Coloque el tubo en el soporte magnético durante tres minutos a temperatura ambiente. Después de la incubación, vierta lentamente el medio en un tubo de poliestireno de 15 mililitros que aún esté en el imán. Repita la separación magnética tres veces más, cada vez agregando el medio recomendado hasta la marca de 2,5 mililitros.

Después de la última separación magnética, agregue tres mililitros de medio de crecimiento y cuente el número de células usando un contador de células. Coloque las células en placas recubiertas de poli-D-lisina para los tratamientos. Coloque la fracción negativa del tubo de 15 mililitros, que contiene principalmente astrocitos, en matraces T75.

Después de al menos seis horas de incubación en una incubadora a 37 grados centígrados, reemplace todo el medio de crecimiento en los matraces que contengan la fracción negativa antes de regresar a la incubadora. Esta imagen muestra la inmunocitoquímica de un cultivo microglial aislado sondeado para IBA, un marcador de microglía en el canal verde, y GFAP, un marcador de astrocitos, en el canal rojo. La tinción de Hoechst revela la presencia de núcleos celulares.

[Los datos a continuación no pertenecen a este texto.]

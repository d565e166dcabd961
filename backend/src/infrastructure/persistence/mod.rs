mod database;
mod schema;
mod sqlite_cast_member_gateway;
mod sqlite_category_gateway;
mod sqlite_genre_gateway;
mod sqlite_video_gateway;

pub use database::SqliteDatabase;
pub use schema::initialize_database;
pub use sqlite_cast_member_gateway::SqliteCastMemberGateway;
pub use sqlite_category_gateway::SqliteCategoryGateway;
pub use sqlite_genre_gateway::SqliteGenreGateway;
pub use sqlite_video_gateway::SqliteVideoGateway;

La ausencia de células GFAP positivas demuestra que la microglía aislada con el kit de selección positiva CD11b también tiene una alta pureza. Estas proteínas inmunotransferidas de un cultivo microglial aislado se sondearon para GFAP, que aparece como una banda de aproximadamente 51 kilodalton, e IBA1, que aparece como una banda de aproximadamente 15 kilodalton. La beta-actina se utilizó como control de carga y aparece aproximadamente a 42 kilodaltons.

Un problema con el antiguo kit de aislamiento era que la fluorescencia de PE se podía observar en el canal rojo como se ve aquí. El procedimiento modificado no produce ninguna autofluorescencia de las perlas magnéticas, como se ve en el canal rojo aquí. La microglía aislada mediante este procedimiento se puede utilizar para estudios de señalización.

El análisis de Western blot muestra que Fyn y phospho-src tirosina Y416 se pueden detectar a partir de microglía aislada con nuestro método recientemente refinado. La fracción negativa de la separación microglial contiene astrocitos que pueden utilizarse para estudios de señalización. La Western blot muestra que la fracción negativa contiene células GFAP positivas.

El análisis de Western blot muestra que Fyn y phospho-src tirosina Y416 se pueden detectar en las células GFAP positivas. Siguiendo este procedimiento, se pueden realizar otros métodos, como la microscopía de fluorescencia multicanal, la Western blot y la PCR cuantitativa, para responder preguntas sobre la expresión génica y la señalización de proteínas. Después de ver este video, debería tener una buena comprensión de cómo utilizar esta técnica de aislamiento rápido con fines de experimentación microglial.